Hypocrisy, thy name is politics. I am becoming totally confused as to what the driving principles of republican party are since the November election. I believed that the republicans were the party of "self-deportation" and absolute border security. They were absolutely against the Dream Act. Now we hear that the republican party is welcoming immigration reform, softening their border security stance, and passing the Dream Act. Now this pleases me. I just wonder if the republicans were hypocrites before the election or are they being hypocrites now. That frightens me a bit, because if the political winds shift, will they become the self-deportation party again?
The same thing has to do with the slight, but definite movement toward acceptance of some gun control legislation. Background checks will probably pass the senate. Today, there was the announcement of a bi-partisan bill in the house to criminalize straw purchases and to make illegal gun sales a federal crime with penalties up to 20 years in jail. These are small, but significant changes in what was just a few weeks ago, a solid wall of opposition among republicans. I hope that this is a harbinger of sensible legislation and not only a reaction to the 26 deaths in Newtown. I just hope that these republicans that are making these small steps realize that this is good legislation, not reactive politics and might just save a number of lives across this nation each year. A vote out of conviction rather than hypocrisy will be much appreciated by the American people.
You can see the same movement in the VAWA. The act passed with just 6 negative republican votes in the senate. This represents a move toward a sane policy against female directed violence by the republican. Now it can only be hoped that the republican party in the house of representatives finds the same sense of sanity in voting for the VAWA because it is right, not because it might get them a couple of votes.
Even Eric Cantor began to sound like a political pragmatist today. He spoke about ideas that were in line with democratic ideals. If one closed their eyes and didn't know who was speaking, the listener could have thought that he or she was listening to a democratic surrogate, not the republican majority leader.

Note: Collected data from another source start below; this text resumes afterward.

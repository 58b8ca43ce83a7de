//! Installation state persistence.
//!
//! Lives under `~/.circus/` and holds at most two entries: a `role` file
//! naming the role the run was started with, and an `installed` marker (JSON)
//! written when every stage completed. Dry runs write nothing, so the
//! directory stays exactly as it was before the run.

use std::fs;
use std::path::{Path, PathBuf};

use anyhow::{Context, Result};
use serde::{Deserialize, Serialize};

use crate::config::Role;

/// State directory name under the user's home.
pub const STATE_DIR_NAME: &str = ".circus";

/// The completion marker written by [`StateStore::mark_completed`].
#[derive(Debug, Serialize, Deserialize)]
pub struct InstallRecord {
    /// Role the installation was run with, if one was selected.
    pub role: Option<Role>,
    /// Completion timestamp, RFC 3339.
    pub completed_at: String,
}

/// Reads and writes the installation markers.
#[derive(Debug)]
pub struct StateStore {
    dir: PathBuf,
    dry_run: bool,
}

impl StateStore {
    /// A store rooted at `<home>/.circus`.
    #[must_use]
    pub fn new(home: &Path, dry_run: bool) -> Self {
        Self {
            dir: home.join(STATE_DIR_NAME),
            dry_run,
        }
    }

    /// The state directory path.
    #[must_use]
    pub fn dir(&self) -> &Path {
        &self.dir
    }

    /// Whether a previous run completed on this machine.
    #[must_use]
    pub fn is_installed(&self) -> bool {
        self.dir.join("installed").is_file()
    }

    /// The role recorded by the most recent run, if any.
    #[must_use]
    pub fn recorded_role(&self) -> Option<Role> {
        let raw = fs::read_to_string(self.dir.join("role")).ok()?;
        raw.trim().parse().ok()
    }

    /// Record that a run has started: create the directory and write the
    /// role file. No-op in dry-run mode.
    ///
    /// # Errors
    ///
    /// Returns an error if the directory or role file cannot be written.
    pub fn mark_started(&self, role: Option<Role>) -> Result<()> {
        if self.dry_run {
            return Ok(());
        }
        fs::create_dir_all(&self.dir)
            .with_context(|| format!("failed to create state directory: {}", self.dir.display()))?;
        if let Some(role) = role {
            let path = self.dir.join("role");
            fs::write(&path, format!("{role}\n"))
                .with_context(|| format!("failed to write role file: {}", path.display()))?;
        }
        Ok(())
    }

    /// Record that every stage completed. No-op in dry-run mode.
    ///
    /// # Errors
    ///
    /// Returns an error if the marker file cannot be written.
    pub fn mark_completed(&self, role: Option<Role>) -> Result<()> {
        if self.dry_run {
            return Ok(());
        }
        let record = InstallRecord {
            role,
            completed_at: chrono::Local::now().to_rfc3339(),
        };
        let path = self.dir.join("installed");
        let json = serde_json::to_string_pretty(&record)
            .context("failed to serialize installation record")?;
        fs::write(&path, json)
            .with_context(|| format!("failed to write marker: {}", path.display()))?;
        Ok(())
    }
}

#[cfg(test)]
#[allow(clippy::expect_used, clippy::unwrap_used)]
mod tests {
    use super::*;

    #[test]
    fn fresh_home_is_not_installed() {
        let home = tempfile::tempdir().unwrap();
        let store = StateStore::new(home.path(), false);
        assert!(!store.is_installed());
        assert_eq!(store.recorded_role(), None);
    }

    #[test]
    fn mark_started_writes_role_file() {
        let home = tempfile::tempdir().unwrap();
        let store = StateStore::new(home.path(), false);
        store.mark_started(Some(Role::Developer)).unwrap();
        assert!(store.dir().is_dir());
        assert_eq!(store.recorded_role(), Some(Role::Developer));
        assert!(!store.is_installed());
    }

    #[test]
    fn mark_completed_writes_marker() {
        let home = tempfile::tempdir().unwrap();
        let store = StateStore::new(home.path(), false);
        store.mark_started(Some(Role::Work)).unwrap();
        store.mark_completed(Some(Role::Work)).unwrap();
        assert!(store.is_installed());

        let raw = fs::read_to_string(store.dir().join("installed")).unwrap();
        let record: InstallRecord = serde_json::from_str(&raw).unwrap();
        assert_eq!(record.role, Some(Role::Work));
        assert!(!record.completed_at.is_empty());
    }

    #[test]
    fn state_dir_stays_minimal() {
        let home = tempfile::tempdir().unwrap();
        let store = StateStore::new(home.path(), false);
        store.mark_started(Some(Role::Personal)).unwrap();
        store.mark_completed(Some(Role::Personal)).unwrap();
        let entries = fs::read_dir(store.dir()).unwrap().count();
        assert!(entries <= 2, "state directory grew beyond two entries");
    }

    #[test]
    fn dry_run_writes_nothing() {
        let home = tempfile::tempdir().unwrap();
        let store = StateStore::new(home.path(), true);
        store.mark_started(Some(Role::Developer)).unwrap();
        store.mark_completed(Some(Role::Developer)).unwrap();
        assert!(!store.dir().exists());
    }

    #[test]
    fn started_without_role_skips_role_file() {
        let home = tempfile::tempdir().unwrap();
        let store = StateStore::new(home.path(), false);
        store.mark_started(None).unwrap();
        assert!(store.dir().is_dir());
        assert_eq!(store.recorded_role(), None);
    }
}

We even see it in the new republican faces that are being paraded nationally. We see Bobby Jindal talking about not being the party of stupid. We see Karl Rove working to moderate his tone and elect more moderate republican candidates. We see Chris Christie as the new, more personable face of the party. It's important that these changes are more than cosmetic. The party, if they are to compete on a national basis, can't be hypocrites. They have to leave radicalism behind and move back to a party that actually wants to govern. Then, possibly, we will see a republican party of conviction rather than one of hypocrisy.